Edit: removed list of dead links. Added article.

------
jaredcwhite
I don't mean to downplay the achievements of Mastodon in any way, but what the
author is describing in the example of Mellified.Men sounds like a glorified
forum. (Yes, I know it's more than that due to federation.)

Every few years the "group discussion / chat" concept gets reinvented on the
internet, and that's all fine and dandy, but I still think there is immense
value in having a centralized identity on a service that everyone is using.
The problems of Facebook and Twitter have less to do with the fact that they
are centralized and more to due with the fact they are funded by ad revenue
and the constant pressure to impress the public stock market.

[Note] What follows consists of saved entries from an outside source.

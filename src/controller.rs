//! Control loop for Helios
//!
//! This module owns the long-lived control state (rolling window, debounce
//! timers, load state) and drives one cycle per sampling interval:
//! sample, smooth, decide, actuate, record, publish. Cycles never overlap and
//! shutdown is only observed between cycles.

use crate::actuator::LoadActuator;
use crate::config::ConfigStore;
use crate::controls::{ControlStateMachine, on_off};
use crate::error::Result;
use crate::logging::{StructuredLogger, get_logger};
use crate::power::PowerSource;
use crate::recorder::Recorder;
use crate::smoothing::Smoother;
use chrono::{DateTime, Utc};
use std::sync::Arc;
use tokio::sync::{broadcast, mpsc, watch};

mod cycle;
pub mod shutdown;
mod snapshot;
mod types;

pub use shutdown::{ShutdownHandle, ShutdownSignal};
pub use types::{ControllerCommand, ControllerHandle, ControllerSnapshot, ControllerState};

/// Main controller for Helios
pub struct Controller {
    store: ConfigStore,
    power: Arc<dyn PowerSource>,
    actuator: Arc<dyn LoadActuator>,
    recorder: Arc<dyn Recorder>,

    smoother: Smoother,
    machine: ControlStateMachine,
    logger: StructuredLogger,

    state: watch::Sender<ControllerState>,
    snapshot_tx: watch::Sender<Arc<ControllerSnapshot>>,
    snapshot_rx: watch::Receiver<Arc<ControllerSnapshot>>,
    events_tx: broadcast::Sender<String>,
    commands_tx: mpsc::UnboundedSender<ControllerCommand>,
    commands_rx: mpsc::UnboundedReceiver<ControllerCommand>,

    total_cycles: u64,
    failed_reads: u64,
    failed_switches: u64,
    last_cleanup: Option<DateTime<Utc>>,
}

impl Controller {
    /// Validate the configuration and read the initial socket state.
    ///
    /// An invalid configuration is fatal. An unreadable socket is assumed OFF.
    pub async fn new(
        store: ConfigStore,
        power: Arc<dyn PowerSource>,
        actuator: Arc<dyn LoadActuator>,
        recorder: Arc<dyn Recorder>,
    ) -> Result<Self> {
        let logger = get_logger("controller");
        let config = store.get().await;
        config.validate()?;

        let thresholds = crate::thresholds::compute(&config.electrical)?;
        logger.info(&format!("Calculated ON threshold: {} W", thresholds.on_w));
        logger.info(&format!("Calculated OFF threshold: {} W", thresholds.off_w));
        logger.info(&format!("Auto mode: {}", config.control.auto_mode));

        let initially_on = match actuator.read_state().await {
            Ok(on) => on,
            Err(e) => {
                logger.warn(&format!(
                    "Could not read initial socket state, assuming OFF: {}",
                    e
                ));
                false
            }
        };
        logger.info(&format!("Initial socket state: {}", on_off(initially_on)));

        let (state, _) = watch::channel(ControllerState::Initializing);
        let initial = Arc::new(ControllerSnapshot::initial(&config, initially_on));
        let (snapshot_tx, snapshot_rx) = watch::channel(initial);
        let (events_tx, _) = broadcast::channel::<String>(100);
        let (commands_tx, commands_rx) = mpsc::unbounded_channel();

        Ok(Self {
            store,
            power,
            actuator,
            recorder,
            smoother: Smoother::new(config.sampling.buffer_capacity()),
            machine: ControlStateMachine::new(initially_on),
            logger,
            state,
            snapshot_tx,
            snapshot_rx,
            events_tx,
            commands_tx,
            commands_rx,
            total_cycles: 0,
            failed_reads: 0,
            failed_switches: 0,
            last_cleanup: None,
        })
    }

    /// Cloneable handle for other tasks (web server, signal handler)
    pub fn handle(&self) -> ControllerHandle {
        ControllerHandle {
            commands: self.commands_tx.clone(),
            snapshot: self.snapshot_rx.clone(),
            events: self.events_tx.clone(),
        }
    }

    /// Subscribe to lifecycle state changes
    pub fn subscribe_state(&self) -> watch::Receiver<ControllerState> {
        self.state.subscribe()
    }

    pub fn config_store(&self) -> &ConfigStore {
        &self.store
    }

    pub fn machine(&self) -> &ControlStateMachine {
        &self.machine
    }

    pub fn smoother(&self) -> &Smoother {
        &self.smoother
    }

    pub fn total_cycles(&self) -> u64 {
        self.total_cycles
    }
}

We need a centralized service driven by micropayments from the users
themselves, with little to no advertising. App.net was a step in the right
direction, and its downfall was more a result of missteps in execution rather
than a problem with the core idea.

I fear that might never happen largely due to the inherent structural problems
of VC funding. It costs a ton of money to run and scale a social network, and
most VCs will be looking to recoup their investment using the traditional
means of web-scale revenue (advertising). So what's the solution? My personal
hope is something based on blockchain cryptocurrencies. But we'll see if
anything takes off in that vein or if the evil empire of Facebook just
continues to win the day.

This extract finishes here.